NHS England has been told to make ‘measurable’ reductions in emergency admissions over the course of the next two years, following a review by the National Audit Office.

Emergency admissions increased by 9.3% since 2013/14, with avoidable cases making up nearly one quarter of admissions last year, the NAO found.

The report, which comes as the hugely unpopular and bureaucratic Avoiding Unplanned Admissions DES was scrapped from the GP contract only last year, said that NHS emergency admissions were far from under control and mandated NHS England to reduce the admission rates by 2020.

But the report warned that efforts to reduce emergency admissions could 'create additional demand' for general practices and local social services.

It said: 'The NHS... still has too many avoidable admissions and too much unexplained variation.

'A lot of effort is being made and progress can be seen in some areas, but the challenge of managing emergency admissions is far from being under control.'

Despite the rise in admissions, the NAO said NHS providers had done well to reduce the financial impact by reducing length of stay and increasing daycase treatments.

But, in light of increasing rates of readmissions, it said it could not know if the approach was working 'until it understands whether reported increases in readmissions are a sign that some people admitted as an emergency are being discharged too soon'.

In order to improve decision making, as well as understanding among policy-makers, the NAO said NHS Digital should link up hospital activity data with primary, community and social care data.

BMA council chair Dr Chaand Nagpaul, who negotiated for the scrapping of the unplanned admissions DES from the GP contract, said the reasons behind the rise in admissions were two-fold.
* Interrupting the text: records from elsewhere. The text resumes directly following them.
//! Contamination classifier.
//!
//! A priority-ordered decision table over one [`AnalysisResult`]: the first
//! matching rule wins, so the most damaging defect is the one reported.

use serde::{Deserialize, Serialize};

use crate::types::{AnalysisResult, Category};

pub const CONFIDENCE_TOO_SHORT: f64 = 1.0;
pub const CONFIDENCE_SILENCE: f64 = 0.95;
pub const CONFIDENCE_CARRIER_PRESENT: f64 = 0.95;
pub const CONFIDENCE_CARRIER_TIGHT_GAP: f64 = 0.75;
pub const CONFIDENCE_CARRIER_LIKELY: f64 = 0.70;
pub const CONFIDENCE_LATE_ONSET: f64 = 0.50;
pub const CONFIDENCE_ONSET_CLIP: f64 = 0.60;
pub const CONFIDENCE_CLEAN: f64 = 0.90;

/// Classifier thresholds, all in seconds.
#[derive(Debug, Clone, PartialEq, Serialize, Deserialize)]
#[serde(default)]
pub struct Thresholds {
    /// Shortest file that can hold a word
    pub min_duration_s: f64,
    /// A first region longer than this sounds like a phrase, not a word
    pub carrier_first_region_s: f64,
    /// Silence before the last region that separates phrase from word
    pub carrier_gap_s: f64,
    /// A single region longer than this likely holds phrase and word blended
    pub max_single_region_s: f64,
    /// Speech starting later than this is reported as late
    pub late_onset_s: f64,
    /// Speech starting at or before this is reported as clipped
    pub onset_clip_s: f64,
}

impl Default for Thresholds {
    fn default() -> Self {
        Self {
            min_duration_s: 0.3,
            carrier_first_region_s: 0.4,
            carrier_gap_s: 0.05,
            max_single_region_s: 1.3,
            late_onset_s: 0.5,
            onset_clip_s: 0.012,
        }
    }
}

/// Why a multi-region or overlong file is only probably contaminated.
#[derive(Debug, Clone, Copy, PartialEq)]
pub enum LikelyReason {
    /// Phrase-length first region but the gap before the word is too tight
    TightGap { first_region_s: f64, gap_s: f64 },
    /// Several regions without a phrase-length lead-in
    MultipleRegions { count: usize, first_region_s: f64 },
    /// One region too long to be a single word
    LongRegion { region_s: f64 },
}

/// One constructor per classifier outcome, carrying the measurements that
/// triggered it.
#[derive(Debug, Clone, Copy, PartialEq)]
pub enum Finding {
    TooShort { duration_s: f64 },
    Silence,
    CarrierPresent { first_region_s: f64, gap_s: f64, regions: usize },
    CarrierLikely(LikelyReason),
    LateOnset { onset_s: f64 },
    OnsetClip { onset_s: f64 },
    Clean { onset_s: f64, region_s: f64 },
}

impl Finding {
    pub fn category(&self) -> Category {
        match self {
            Finding::TooShort { .. } => Category::TooShort,
            Finding::Silence => Category::Silence,
            Finding::CarrierPresent { .. } => Category::CarrierPresent,
            Finding::CarrierLikely(_) => Category::CarrierLikely,
            Finding::LateOnset { .. } => Category::LateOnset,
            Finding::OnsetClip { .. } => Category::OnsetClip,
            Finding::Clean { .. } => Category::Clean,
        }
    }

    pub fn confidence(&self) -> f64 {
        match self {
            Finding::TooShort { .. } => CONFIDENCE_TOO_SHORT,
            Finding::Silence => CONFIDENCE_SILENCE,
            Finding::CarrierPresent { .. } => CONFIDENCE_CARRIER_PRESENT,
            Finding::CarrierLikely(LikelyReason::TightGap { .. }) => CONFIDENCE_CARRIER_TIGHT_GAP,
            Finding::CarrierLikely(_) => CONFIDENCE_CARRIER_LIKELY,
            Finding::LateOnset { .. } => CONFIDENCE_LATE_ONSET,
            Finding::OnsetClip { .. } => CONFIDENCE_ONSET_CLIP,
            Finding::Clean { .. } => CONFIDENCE_CLEAN,
        }
    }

    /// Human-readable diagnostic.
    pub fn notes(&self) -> String {
        match *self {
            Finding::TooShort { duration_s } => {
                format!("duration {:.3}s is too short for a word", duration_s)
            }
            Finding::Silence => "no speech regions detected".to_string(),
            Finding::CarrierPresent { first_region_s, gap_s, regions } => format!(
                "{} regions; {:.3}s lead-in then {:.3}s gap before the word",
                regions, first_region_s, gap_s
            ),
            Finding::CarrierLikely(LikelyReason::TightGap { first_region_s, gap_s }) => format!(
                "{:.3}s lead-in with only {:.3}s gap before the word",
                first_region_s, gap_s
            ),
            Finding::CarrierLikely(LikelyReason::MultipleRegions { count, first_region_s }) => format!(
                "{} regions; first region {:.3}s",
                count, first_region_s
            ),
            Finding::CarrierLikely(LikelyReason::LongRegion { region_s }) => format!(
                "single region of {:.3}s, phrase and word may be blended",
                region_s
            ),
            Finding::LateOnset { onset_s } => format!("speech starts late at {:.3}s", onset_s),
            Finding::OnsetClip { onset_s } => {
                format!("speech starts at {:.3}s, attack may be clipped", onset_s)
            }
            Finding::Clean { onset_s, region_s } => {
                format!("single {:.3}s region, onset {:.3}s", region_s, onset_s)
            }
        }
    }
}

/// Classifier output.
#[derive(Debug, Clone, PartialEq)]
pub struct Classification {
    pub finding: Finding,
    pub category: Category,
    pub confidence: f64,
    pub notes: String,
}

impl From<Finding> for Classification {
    fn from(finding: Finding) -> Self {
        Self {
            category: finding.category(),
            confidence: finding.confidence(),
            notes: finding.notes(),
            finding,
        }
    }
}

/// Classify one analysis result.
pub fn classify(analysis: &AnalysisResult, thresholds: &Thresholds) -> Classification {
    find(analysis, thresholds).into()
}

fn find(analysis: &AnalysisResult, t: &Thresholds) -> Finding {
    if analysis.detection_skipped || analysis.duration < t.min_duration_s {
        return Finding::TooShort {
            duration_s: analysis.duration,
        };
    }

    let regions = &analysis.regions;
    let Some(first) = regions.first() else {
        return Finding::Silence;
    };

    if let Some(gap_s) = analysis.gap_before_word() {
        let first_region_s = first.duration();
        let phrase_like = first_region_s > t.carrier_first_region_s;
        return match (phrase_like, gap_s > t.carrier_gap_s) {
            (true, true) => Finding::CarrierPresent {
                first_region_s,
                gap_s,
                regions: regions.len(),
            },
            (true, false) => Finding::CarrierLikely(LikelyReason::TightGap { first_region_s, gap_s }),
            (false, _) => Finding::CarrierLikely(LikelyReason::MultipleRegions {
                count: regions.len(),
                first_region_s,
            }),
        };
    }

    let region_s = first.duration();
    if region_s > t.max_single_region_s {
        return Finding::CarrierLikely(LikelyReason::LongRegion { region_s });
    }

    let onset_s = first.start;
    if onset_s > t.late_onset_s {
        return Finding::LateOnset { onset_s };
    }
    if onset_s <= t.onset_clip_s {
        return Finding::OnsetClip { onset_s };
    }

    Finding::Clean { onset_s, region_s }
}

#[cfg(test)]
mod tests {
    use super::*;
    use crate::audio::analysis::{AnalyzerConfig, analyze};
    use crate::testutil::{Burst, SR, carrier_word, clean_word, synth_bursts};
    use crate::types::SpeechRegion;

    fn result(duration: f64, regions: &[(f64, f64)]) -> AnalysisResult {
        AnalysisResult {
            duration,
            sample_rate: SR,
            rms: 0.1,
            regions: regions
                .iter()
                .map(|&(start, end)| SpeechRegion { start, end })
                .collect(),
            detection_skipped: false,
        }
    }

    fn classify_samples(samples: &[f64]) -> Classification {
        let analysis = analyze(samples, SR, &AnalyzerConfig::default());
        classify(&analysis, &Thresholds::default())
    }

    #[test]
    fn test_pure_silence_is_silence() {
        let c = classify_samples(&vec![0.0; SR as usize]);
        assert_eq!(c.category, Category::Silence);
    }

    #[test]
    fn test_short_buffer_is_too_short_whatever_it_holds() {
        // Two loud bursts inside 0.25s: still TOO_SHORT, not a carrier verdict
        let samples = synth_bursts(0.0, &[Burst::new(0.1, 0.05), Burst::new(0.08, 0.0)], SR);
        assert!(samples.len() < (0.3 * SR as f64) as usize);
        let c = classify_samples(&samples);
        assert_eq!(c.category, Category::TooShort);
        assert_eq!(c.confidence, 1.0);

        let c = classify_samples(&vec![0.0; 1000]);
        assert_eq!(c.category, Category::TooShort);
    }

    #[test]
    fn test_too_short_beats_multi_region() {
        let r = result(0.25, &[(0.0, 0.1), (0.15, 0.24)]);
        assert_eq!(classify(&r, &Thresholds::default()).category, Category::TooShort);
    }

    #[test]
    fn test_two_bursts_carrier_present() {
        let c = classify_samples(&carrier_word());
        assert_eq!(c.category, Category::CarrierPresent, "{}", c.notes);
        assert!(c.confidence >= 0.9);
    }

    #[test]
    fn test_two_bursts_carrier_present_over_a_range() {
        for first in [0.45, 0.6, 0.9] {
            for gap in [0.08, 0.12, 0.3] {
                let samples = synth_bursts(
                    0.1,
                    &[Burst::new(first, gap), Burst::new(0.35, 0.1)],
                    SR,
                );
                let c = classify_samples(&samples);
                assert_eq!(
                    c.category,
                    Category::CarrierPresent,
                    "first {} gap {}: {}",
                    first,
                    gap,
                    c.notes
                );
                assert!(c.confidence >= 0.9);
            }
        }
    }

    #[test]
    fn test_carrier_gap_boundary() {
        let bursts = |gap: f64| synth_bursts(0.1, &[Burst::new(0.45, gap), Burst::new(0.35, 0.1)], SR);

        for gap in [0.051, 0.055, 0.06] {
            let c = classify_samples(&bursts(gap));
            assert_eq!(c.category, Category::CarrierPresent, "gap {}: {}", gap, c.notes);
        }

        // Still two regions, but the gap is too tight for a confident verdict
        let c = classify_samples(&bursts(0.045));
        assert_eq!(c.category, Category::CarrierLikely, "{}", c.notes);
        assert_eq!(c.confidence, CONFIDENCE_CARRIER_TIGHT_GAP);

        // Merged into one region well under the single-region limit
        let c = classify_samples(&bursts(0.035));
        assert_eq!(c.category, Category::Clean, "{}", c.notes);
    }

    #[test]
    fn test_clean_word() {
        let c = classify_samples(&clean_word());
        assert_eq!(c.category, Category::Clean, "{}", c.notes);
    }

    #[test]
    fn test_tight_gap_is_likely() {
        let r = result(1.5, &[(0.1, 0.7), (0.74, 1.2)]);
        let c = classify(&r, &Thresholds::default());
        assert_eq!(c.category, Category::CarrierLikely);
        assert_eq!(c.confidence, CONFIDENCE_CARRIER_TIGHT_GAP);
    }

    #[test]
    fn test_short_lead_in_is_likely() {
        let r = result(1.2, &[(0.1, 0.3), (0.5, 1.0)]);
        let c = classify(&r, &Thresholds::default());
        assert_eq!(c.category, Category::CarrierLikely);
        assert_eq!(c.confidence, CONFIDENCE_CARRIER_LIKELY);
    }

    #[test]
    fn test_long_single_region_is_likely() {
        let r = result(2.0, &[(0.1, 1.6)]);
        let c = classify(&r, &Thresholds::default());
        assert_eq!(c.category, Category::CarrierLikely);
        assert!(c.notes.contains("blended"));
    }

    #[test]
    fn test_late_onset() {
        let r = result(1.5, &[(0.7, 1.3)]);
        let c = classify(&r, &Thresholds::default());
        assert_eq!(c.category, Category::LateOnset);
        assert_eq!(c.confidence, 0.5);
    }

    #[test]
    fn test_onset_clip() {
        let c = classify_samples(&synth_bursts(0.0, &[Burst::new(0.6, 0.1)], SR));
        assert_eq!(c.category, Category::OnsetClip, "{}", c.notes);
    }

    #[test]
    fn test_thresholds_are_injected() {
        let r = result(1.0, &[(0.1, 0.9)]);
        let strict = Thresholds {
            max_single_region_s: 0.5,
            ..Thresholds::default()
        };
        assert_eq!(classify(&r, &Thresholds::default()).category, Category::Clean);
        assert_eq!(classify(&r, &strict).category, Category::CarrierLikely);
    }

    #[test]
    fn test_thresholds_deserialize_partial() {
        let t: Thresholds = serde_json::from_str(r#"{"late_onset_s": 0.8}"#).unwrap();
        assert_eq!(t.late_onset_s, 0.8);
        assert_eq!(t.carrier_gap_s, 0.05);
    }
}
He said: ‘Increases in emergency admissions are partly as a result of an ageing population with people living longer with a range of complex medical needs, but also because of cuts to social care budgets and a lack of capacity in community services.'

He argued that 'without the necessary investment in staff and services the NHS will continue to struggle'.

The avoiding unplanned admissions DES was first introduced with the 2014/15 GP contract but came under critique for heavy workloads and bureaucracy.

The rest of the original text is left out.